(Exercise details)
In the material below, identify each line bearing the word "length". Reproduce those lines.

(Exercise materials)

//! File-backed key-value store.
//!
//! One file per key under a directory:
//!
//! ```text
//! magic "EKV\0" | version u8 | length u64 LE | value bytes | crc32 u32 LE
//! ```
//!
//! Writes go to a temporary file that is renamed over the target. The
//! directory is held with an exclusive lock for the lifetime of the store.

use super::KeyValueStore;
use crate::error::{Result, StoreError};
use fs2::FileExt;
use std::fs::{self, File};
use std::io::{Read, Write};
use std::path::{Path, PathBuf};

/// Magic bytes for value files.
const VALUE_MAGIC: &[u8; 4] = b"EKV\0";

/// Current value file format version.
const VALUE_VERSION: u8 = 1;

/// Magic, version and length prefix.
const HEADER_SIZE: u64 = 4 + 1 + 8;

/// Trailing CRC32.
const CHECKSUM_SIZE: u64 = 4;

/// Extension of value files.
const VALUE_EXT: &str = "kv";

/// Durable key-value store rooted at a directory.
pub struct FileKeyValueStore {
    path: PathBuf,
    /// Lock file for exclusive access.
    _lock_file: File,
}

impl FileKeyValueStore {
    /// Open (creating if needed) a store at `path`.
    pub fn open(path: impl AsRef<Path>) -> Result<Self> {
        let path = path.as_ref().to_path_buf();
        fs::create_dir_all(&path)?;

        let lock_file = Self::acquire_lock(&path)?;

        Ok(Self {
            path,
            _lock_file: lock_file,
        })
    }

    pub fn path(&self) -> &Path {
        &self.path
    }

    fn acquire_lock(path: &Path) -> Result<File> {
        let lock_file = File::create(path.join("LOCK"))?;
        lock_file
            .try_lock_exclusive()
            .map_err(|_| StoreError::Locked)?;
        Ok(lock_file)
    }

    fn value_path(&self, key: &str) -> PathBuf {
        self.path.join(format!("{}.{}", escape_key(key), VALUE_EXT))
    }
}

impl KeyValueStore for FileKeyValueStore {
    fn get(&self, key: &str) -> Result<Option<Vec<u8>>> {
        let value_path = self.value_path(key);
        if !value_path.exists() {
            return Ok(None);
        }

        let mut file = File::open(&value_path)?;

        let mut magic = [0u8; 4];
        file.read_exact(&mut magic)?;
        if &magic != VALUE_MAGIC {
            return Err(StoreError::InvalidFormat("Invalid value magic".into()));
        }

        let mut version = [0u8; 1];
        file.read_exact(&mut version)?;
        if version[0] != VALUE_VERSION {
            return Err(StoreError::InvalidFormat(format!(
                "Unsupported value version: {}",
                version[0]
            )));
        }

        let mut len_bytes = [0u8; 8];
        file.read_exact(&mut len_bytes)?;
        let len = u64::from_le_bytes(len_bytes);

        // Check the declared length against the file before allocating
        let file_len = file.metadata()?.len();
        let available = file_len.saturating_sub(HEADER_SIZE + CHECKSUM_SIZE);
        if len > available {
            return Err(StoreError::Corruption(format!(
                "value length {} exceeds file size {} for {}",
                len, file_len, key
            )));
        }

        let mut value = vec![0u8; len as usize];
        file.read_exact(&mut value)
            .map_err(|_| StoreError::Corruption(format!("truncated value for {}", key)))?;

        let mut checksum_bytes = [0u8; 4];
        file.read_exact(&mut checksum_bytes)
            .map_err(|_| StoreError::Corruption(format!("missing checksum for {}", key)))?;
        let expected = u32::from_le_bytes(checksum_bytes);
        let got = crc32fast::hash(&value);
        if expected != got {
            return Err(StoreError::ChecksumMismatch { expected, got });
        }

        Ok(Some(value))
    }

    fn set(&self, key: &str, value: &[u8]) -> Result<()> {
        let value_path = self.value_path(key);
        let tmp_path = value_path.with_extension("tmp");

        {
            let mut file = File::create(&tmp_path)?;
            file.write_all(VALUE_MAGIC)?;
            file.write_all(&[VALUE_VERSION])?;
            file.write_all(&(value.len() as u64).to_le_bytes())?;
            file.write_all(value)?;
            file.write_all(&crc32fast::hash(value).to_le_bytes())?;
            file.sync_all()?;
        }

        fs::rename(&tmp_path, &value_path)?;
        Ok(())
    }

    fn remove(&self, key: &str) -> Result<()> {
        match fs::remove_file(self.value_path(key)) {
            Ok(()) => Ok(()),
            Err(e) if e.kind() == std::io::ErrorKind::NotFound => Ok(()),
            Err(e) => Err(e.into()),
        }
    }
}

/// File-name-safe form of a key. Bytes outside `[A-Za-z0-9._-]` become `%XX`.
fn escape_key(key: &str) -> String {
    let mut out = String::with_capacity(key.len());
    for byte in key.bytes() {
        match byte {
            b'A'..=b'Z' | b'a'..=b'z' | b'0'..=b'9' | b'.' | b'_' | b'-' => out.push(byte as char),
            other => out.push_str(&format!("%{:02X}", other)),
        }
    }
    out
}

(Solution for this problem)
//! magic "EKV\0" | version u8 | length u64 LE | value bytes | crc32 u32 LE
/// Magic, version and length prefix.
        // Check the declared length against the file before allocating
                "value length {} exceeds file size {} for {}",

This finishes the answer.